Still, I couldn’t shake a deep, dark, painful truth. Your pain began so long ago, Robin. And maybe that’s part of why it was so hard to escape it, Robin.

I didn’t tell the officer about your brother’s friends, about the abortions you had because of them, or about your husband leaving. I told her that you’d suffered brain damage from an accident and you’d found it hard to keep up with your life since then. I knew as I was telling her that it was a simple version of a half-truth, a distillation of so many truths.

Bolted lock
Photo by Kaffeebart on Unsplash

But it was true, what I said. And maybe, Robin, it was the only truth that that stranger deserved hearing. I thought for a long time about who needed to know what about you. Did your friends need to know what happened when you were fifteen, and how you carried it around with you? Did your sister need to understand?

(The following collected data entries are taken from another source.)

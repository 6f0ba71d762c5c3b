//! Enumerations and field types for the task board.
//!
//! Status, priority and the due-date range filter are closed sets. Raw strings from
//! the command line or the workspace file are validated here and nowhere else.

use std::fmt;
use std::str::FromStr;

use clap::ValueEnum;
use serde::{Deserialize, Serialize};

use crate::error::FlowError;

/// Workflow status of a task, ordered left to right along the board.
#[derive(Debug, Clone, Copy, Serialize, Deserialize, ValueEnum, PartialEq, Eq, Hash, PartialOrd, Ord)]
pub enum Status {
    #[serde(rename = "To Do")]
    ToDo,
    #[serde(rename = "In Progress")]
    InProgress,
    #[serde(rename = "Review")]
    Review,
    #[serde(rename = "Done")]
    Done,
}

impl Status {
    /// Board column order.
    pub const ALL: [Status; 4] = [Status::ToDo, Status::InProgress, Status::Review, Status::Done];

    pub fn label(self) -> &'static str {
        match self {
            Status::ToDo => "To Do",
            Status::InProgress => "In Progress",
            Status::Review => "Review",
            Status::Done => "Done",
        }
    }

    /// Position of this status in [`Status::ALL`].
    pub fn column(self) -> usize {
        match self {
            Status::ToDo => 0,
            Status::InProgress => 1,
            Status::Review => 2,
            Status::Done => 3,
        }
    }

    pub fn is_done(self) -> bool {
        self == Status::Done
    }
}

impl fmt::Display for Status {
    fn fmt(&self, f: &mut fmt::Formatter<'_>) -> fmt::Result {
        f.pad(self.label())
    }
}

impl FromStr for Status {
    type Err = FlowError;

    /// Accepts the stored labels ("In Progress") as well as CLI forms ("in-progress").
    fn from_str(s: &str) -> Result<Self, Self::Err> {
        match normalise_key(s).as_str() {
            "todo" => Ok(Status::ToDo),
            "inprogress" => Ok(Status::InProgress),
            "review" => Ok(Status::Review),
            "done" => Ok(Status::Done),
            _ => Err(FlowError::UnknownStatus(s.to_string())),
        }
    }
}

/// Priority classification for task importance.
#[derive(Debug, Clone, Copy, Serialize, Deserialize, ValueEnum, PartialEq, Eq, Hash, PartialOrd, Ord)]
pub enum Priority {
    Low,
    Medium,
    High,
}

impl Priority {
    pub fn label(self) -> &'static str {
        match self {
            Priority::Low => "Low",
            Priority::Medium => "Medium",
            Priority::High => "High",
        }
    }
}

impl fmt::Display for Priority {
    fn fmt(&self, f: &mut fmt::Formatter<'_>) -> fmt::Result {
        f.pad(self.label())
    }
}

impl FromStr for Priority {
    type Err = FlowError;

    fn from_str(s: &str) -> Result<Self, Self::Err> {
        match normalise_key(s).as_str() {
            "low" => Ok(Priority::Low),
            "medium" => Ok(Priority::Medium),
            "high" => Ok(Priority::High),
            _ => Err(FlowError::UnknownPriority(s.to_string())),
        }
    }
}

/// Filtering options for tasks based on due dates.
#[derive(Debug, Clone, Copy, Default, ValueEnum, PartialEq, Eq)]
pub enum DateRange {
    Today,
    Overdue,
    ThisWeek,
    #[default]
    All,
}

impl FromStr for DateRange {
    type Err = FlowError;

    fn from_str(s: &str) -> Result<Self, Self::Err> {
        match normalise_key(s).as_str() {
            "today" => Ok(DateRange::Today),
            "overdue" => Ok(DateRange::Overdue),
            "thisweek" => Ok(DateRange::ThisWeek),
            "all" => Ok(DateRange::All),
            _ => Err(FlowError::UnknownDateRange(s.to_string())),
        }
    }
}

/// Lowercase and drop separators so "In Progress", "in-progress" and "in_progress" compare equal.
fn normalise_key(s: &str) -> String {
    s.trim()
        .chars()
        .filter(|c| !c.is_whitespace() && *c != '-' && *c != '_')
        .flat_map(char::to_lowercase)
        .collect()
}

I gave the officer a satisfying answer, an answer that would stamp your death as definite suicide.

Case closed.

The question mark remained over your stated time of death. You must have been planning it for some time. The letter was detailed. The instructions for your funeral were specific. The rope was probably in your closet, for how long, Robin, weeks? Months? For as long as I’d known you?

The month before you died, you showed me the collages you’d made of your life. There was one for every stage, as you called them: every place you lived, every boyfriend, every degree, every promotion. You told me the stories of every mountain you’d climbed. You told me who each of the men were, and you showed me the pictures of your niece from before you and your sister lost touch.

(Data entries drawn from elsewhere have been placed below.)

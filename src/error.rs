//! Error type shared by the workspace store and command handlers.
//!
//! The scoring and filtering core is infallible; everything here comes from
//! parsing user input at the boundary or from reading and writing the workspace file.

use std::path::PathBuf;

use thiserror::Error;

#[derive(Debug, Error)]
pub enum FlowError {
    #[error("unknown status '{0}' (expected: to-do, in-progress, review, done)")]
    UnknownStatus(String),

    #[error("unknown priority '{0}' (expected: low, medium, high)")]
    UnknownPriority(String),

    #[error("unknown date range '{0}' (expected: today, overdue, this-week, all)")]
    UnknownDateRange(String),

    #[error("invalid date '{0}', expected YYYY-MM-DD or a relative form like 'tomorrow' or 'in 3d'")]
    InvalidDate(String),

    #[error("task not found: {0}")]
    TaskNotFound(String),

    #[error("multiple tasks match '{title}':\n{candidates}Please use the task ID instead.")]
    AmbiguousTask { title: String, candidates: String },

    #[error("client not found: {0}")]
    ClientNotFound(String),

    #[error("invalid link '{0}', expected label=url")]
    InvalidLink(String),

    #[error("link not found: {0}")]
    LinkNotFound(String),

    #[error("member not found: {0}")]
    MemberNotFound(String),

    #[error("{0} is required")]
    MissingField(&'static str),

    #[error("a member with email '{0}' already exists")]
    DuplicateMember(String),

    #[error("io error at {path}: {source}")]
    IoPath {
        path: PathBuf,
        #[source]
        source: std::io::Error,
    },

    #[error("io error: {0}")]
    Io(#[from] std::io::Error),

    #[error("workspace file {path} is not valid: {source}")]
    Corrupt {
        path: PathBuf,
        #[source]
        source: serde_json::Error,
    },

    #[error(transparent)]
    Json(#[from] serde_json::Error),
}

pub type FlowResult<T> = Result<T, FlowError>;
impl Database {
    /// Load the workspace from a JSON file. A missing file is an empty workspace.
    pub fn load(path: &Path) -> FlowResult<Self> {
        if !path.exists() {
            debug!(path = %path.display(), "no workspace file, starting empty");
            return Ok(Database::default());
        }
        let buf = fs::read_to_string(path).map_err(|source| FlowError::IoPath {
            path: path.to_path_buf(),
            source,
        })?;
        let db: Database = serde_json::from_str(&buf).map_err(|source| FlowError::Corrupt {
            path: path.to_path_buf(),
            source,
        })?;
        debug!(
            path = %path.display(),
            tasks = db.tasks.len(),
            clients = db.clients.len(),
            members = db.members.len(),
            "loaded workspace"
        );
        Ok(db)
    }

    /// Save to JSON using atomic write (temp file + rename).
    pub fn save(&self, path: &Path) -> FlowResult<()> {
        if let Some(parent) = path.parent().filter(|p| !p.as_os_str().is_empty()) {
            fs::create_dir_all(parent).map_err(|source| FlowError::IoPath {
                path: parent.to_path_buf(),
                source,
            })?;
        }
        let tmp = path.with_extension("json.tmp");
        let data = serde_json::to_string_pretty(self)?;
        let write = |p: &Path| -> std::io::Result<()> {
            let mut f = File::create(p)?;
            f.write_all(data.as_bytes())?;
            f.flush()
        };
        write(&tmp).map_err(|source| FlowError::IoPath { path: tmp.clone(), source })?;
        fs::rename(&tmp, path).map_err(|source| FlowError::IoPath {
            path: path.to_path_buf(),
            source,
        })?;
        info!(path = %path.display(), tasks = self.tasks.len(), "saved workspace");
        Ok(())
    }

    /// A fresh short id not used by any task, client or member currently in the workspace.
    pub fn new_id(&self) -> String {
        loop {
            let id: String = Uuid::new_v4().simple().to_string().chars().take(8).collect();
            let taken = self.tasks.iter().any(|t| t.id == id)
                || self.clients.iter().any(|c| c.id == id)
                || self.members.iter().any(|m| m.id == id);
            if !taken {
                return id;
            }
        }
    }

    /// Get a task by ID.
    pub fn get(&self, id: &str) -> Option<&Task> {
        self.tasks.iter().find(|t| t.id == id)
    }

    /// Get a mutable reference to a task by ID.
    pub fn get_mut(&mut self, id: &str) -> Option<&mut Task> {
        self.tasks.iter_mut().find(|t| t.id == id)
    }

    /// Replace the task with the same id. Returns false when no such task exists.
    pub fn replace(&mut self, task: Task) -> bool {
        match self.get_mut(&task.id) {
            Some(slot) => {
                *slot = task;
                true
            }
            None => false,
        }
    }

    /// Remove a task by ID, returning it.
    pub fn remove(&mut self, id: &str) -> Option<Task> {
        let idx = self.tasks.iter().position(|t| t.id == id)?;
        Some(self.tasks.remove(idx))
    }

    pub fn client(&self, id: &str) -> Option<&Client> {
        self.clients.iter().find(|c| c.id == id)
    }

    /// Remove a client. Tasks pointing at it keep their (now dangling) client id.
    pub fn remove_client(&mut self, id: &str) -> Option<Client> {
        let idx = self.clients.iter().position(|c| c.id == id)?;
        Some(self.clients.remove(idx))
    }

    /// Find a client by id or by case-insensitive name.
    pub fn resolve_client(&self, identifier: &str) -> FlowResult<&Client> {
        self.client(identifier)
            .or_else(|| {
                self.clients
                    .iter()
                    .find(|c| c.name.to_lowercase() == identifier.to_lowercase())
            })
            .ok_or_else(|| FlowError::ClientNotFound(identifier.to_string()))
    }

    /// Find a member by id or exact name.
    pub fn resolve_member(&self, identifier: &str) -> FlowResult<&Member> {
        self.members
            .iter()
            .find(|m| m.id == identifier)
            .or_else(|| self.members.iter().find(|m| m.name == identifier))
            .ok_or_else(|| FlowError::MemberNotFound(identifier.to_string()))
    }

    pub fn remove_member(&mut self, id: &str) -> Option<Member> {
        let idx = self.members.iter().position(|m| m.id == id)?;
        Some(self.members.remove(idx))
    }

    /// Resolve a task identifier (either ID or title) to a task ID.
    /// Fails if the title has multiple matches and suggests using the ID instead.
    pub fn resolve_task_identifier(&self, identifier: &str) -> FlowResult<String> {
        if let Some(t) = self.get(identifier) {
            return Ok(t.id.clone());
        }

        let wanted = identifier.to_lowercase();
        let matches: Vec<&Task> = self
            .tasks
            .iter()
            .filter(|task| task.title.to_lowercase() == wanted)
            .collect();

        match matches.len() {
            0 => Err(FlowError::TaskNotFound(identifier.to_string())),
            1 => Ok(matches[0].id.clone()),
            _ => {
                let mut candidates = String::new();
                for task in matches {
                    candidates.push_str(&format!("  ID {}: {} ({})", task.id, task.title, task.status));
                    if let Some(name) = task.client_id.as_deref().and_then(|c| client_name(&self.clients, c)) {
                        candidates.push_str(&format!(" [client: {}]", name));
                    }
                    candidates.push('\n');
                }
                Err(FlowError::AmbiguousTask {
                    title: identifier.to_string(),
                    candidates,
                })
            }
        }
    }

    /// Starter workspace: two clients, two members and four tasks.
    pub fn sample() -> Self {
        let d = |s: &str| NaiveDate::parse_from_str(s, "%Y-%m-%d").ok();
        let mut db = Database::default();

        let mut techflow = Client::new("1".into(), "TechFlow Solutions");
        techflow.description = "Software company based in Sao Paulo.".into();
        techflow.wiki = "# Client Wiki: TechFlow\n\nB2B SaaS focus.\n\n### Key points\n- Main contact: Roberto Silva\n- Current focus: SEO and performance campaigns.".into();
        techflow.links = vec![ClientLink {
            id: "l1".into(),
            label: "Main website".into(),
            url: "https://techflow.example.com".into(),
        }];
        techflow.tags = vec!["Tech".into(), "SaaS".into(), "B2B".into()];

        let mut garden = Client::new("2".into(), "Green Garden Co.");
        garden.description = "Plants and gardening e-commerce.".into();
        garden.wiki = "# Green Garden Wiki\n\nSustainability and design.\n\n### Strategy\n- Instagram is the main channel.".into();
        garden.tags = vec!["E-commerce".into(), "Green".into()];
        db.clients = vec![techflow, garden];

        db.members = vec![
            Member {
                id: "u1".into(),
                name: "Alice".into(),
                email: "alice@agency.example".into(),
                role: "Admin".into(),
                joined_at: "2023-11-10".into(),
                photo: None,
                birth_date: d("1995-12-15"),
            },
            Member {
                id: "u2".into(),
                name: "Bob".into(),
                email: "bob@agency.example".into(),
                role: "Member".into(),
                joined_at: "2023-11-12".into(),
                photo: None,
                birth_date: d("1992-05-20"),
            },
        ];

        let seed = [
            ("t1", "Monthly SEO report", "Compile Search Console and Semrush data.", Status::InProgress, Priority::High, "Alice", "2023-12-15", "1"),
            ("t2", "Christmas campaign creatives", "Create 3 banner variations for Instagram.", Status::ToDo, Priority::Medium, "Bob", "2023-12-20", "2"),
            ("t3", "Ads budget adjustment", "Optimise bids for top-of-funnel campaigns.", Status::Review, Priority::High, "Alice", "2023-12-18", "1"),
            ("t4", "Newsletter copy", "Write 3 subject line variations.", Status::Done, Priority::Low, "Bob", "2023-12-10", "2"),
        ];
        for (id, title, desc, status, priority, assignee, due, client) in seed {
            if let Some(due_date) = d(due) {
                db.tasks.push(Task {
                    id: id.into(),
                    title: title.into(),
                    description: desc.into(),
                    status,
                    priority,
                    assignee: assignee.into(),
                    due_date,
                    client_id: Some(client.into()),
                    tags: Vec::new(),
                    kind: None,
                });
            }
        }
        db
    }
}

When you showed me those collages, were you hoping I’d stand at your funeral ready to point out what you’d said about the faces and places that you’d meticulously arranged on those poster-board reflections of your life?

It wasn’t easy for you to talk about your emotional pain, Robin, I know that. I think you knew I could sense it was there, anyways, and knowing that gave you comfort. Maybe that’s why you told me about your brother’s friends and the abortions. Maybe that’s why you shared those collages with me. Maybe that’s why you asked me to stay for dinner the last time I saw you.

You never said you felt so deeply saddened. You never showed you were scared or weak. Not in obvious ways.

Women with face in shadows
Photo by Jordan Gonzalez on Unsplash

So many times, you’d shown me images of your brain scans. You’d hold them up to the sunlight coming through the kitchen window. “That’s where my brain doesn’t do what it’s supposed to do,” you said, pointing.

It was easy for you to talk about your brain. It wasn’t easy for you to talk about your mind.

There were hundreds of people at your funeral. People loved you, more than you could know. People wrote poems and songs for you. Some people talked about making a memorial bench in your name.

“Somewhere by the beach,” someone said.

“No, somewhere in the mountains,” another said.

“What about on the university campus?” another asked.

Of course it should be on campus, everyone agreed. Literally hundreds of your students were there to celebrate you, because you’d touched every one of them.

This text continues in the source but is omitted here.